— Data excerpts —
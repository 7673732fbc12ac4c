use axum::{
    http::StatusCode,
    response::{IntoResponse, Response},
    Json,
};
use serde_json::json;
use thiserror::Error;

pub type ApiResult<T> = std::result::Result<T, ApiError>;

#[derive(Debug, Error)]
pub enum ApiError {
    #[error("{0}")]
    InvalidArgument(String),

    #[error("{0}")]
    NotFound(String),

    #[error("{0}")]
    Unauthorized(String),

    #[error("{0}")]
    Conflict(String),

    #[error("database error: {0}")]
    Database(#[from] sqlx::Error),

    #[error(transparent)]
    Internal(#[from] anyhow::Error),
}

impl ApiError {
    pub fn invalid(msg: impl Into<String>) -> Self {
        Self::InvalidArgument(msg.into())
    }

    pub fn not_found(msg: impl Into<String>) -> Self {
        Self::NotFound(msg.into())
    }
}

impl IntoResponse for ApiError {
    fn into_response(self) -> Response {
        let (status, message) = match &self {
            ApiError::InvalidArgument(msg) => (StatusCode::BAD_REQUEST, msg.clone()),
            ApiError::NotFound(msg) => (StatusCode::NOT_FOUND, msg.clone()),
            ApiError::Unauthorized(msg) => (StatusCode::UNAUTHORIZED, msg.clone()),
            ApiError::Conflict(msg) => (StatusCode::CONFLICT, msg.clone()),
            // Store and internal failures must not leak detail to clients.
            ApiError::Database(e) => {
                tracing::error!(error = %e, "database error");
                (
                    StatusCode::INTERNAL_SERVER_ERROR,
                    "Internal server error".to_string(),
                )
            }
            ApiError::Internal(e) => {
                tracing::error!(error = %e, "internal error");
                (
                    StatusCode::INTERNAL_SERVER_ERROR,
                    "Internal server error".to_string(),
                )
            }
        };

        (status, Json(json!({ "detail": message }))).into_response()
    }
}

#[cfg(test)]
mod tests {
    use super::*;

    #[test]
    fn client_errors_map_to_4xx() {
        let res = ApiError::invalid("Missing weekStart").into_response();
        assert_eq!(res.status(), StatusCode::BAD_REQUEST);

        let res = ApiError::not_found("Plan not found").into_response();
        assert_eq!(res.status(), StatusCode::NOT_FOUND);
    }

    #[test]
    fn internal_errors_map_to_500() {
        let res = ApiError::Internal(anyhow::anyhow!("pool exhausted")).into_response();
        assert_eq!(res.status(), StatusCode::INTERNAL_SERVER_ERROR);
    }
}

— Exercise goal —
Only one number is wanted: how many lines of the data above include the word "tracing".

— Exercise output —
2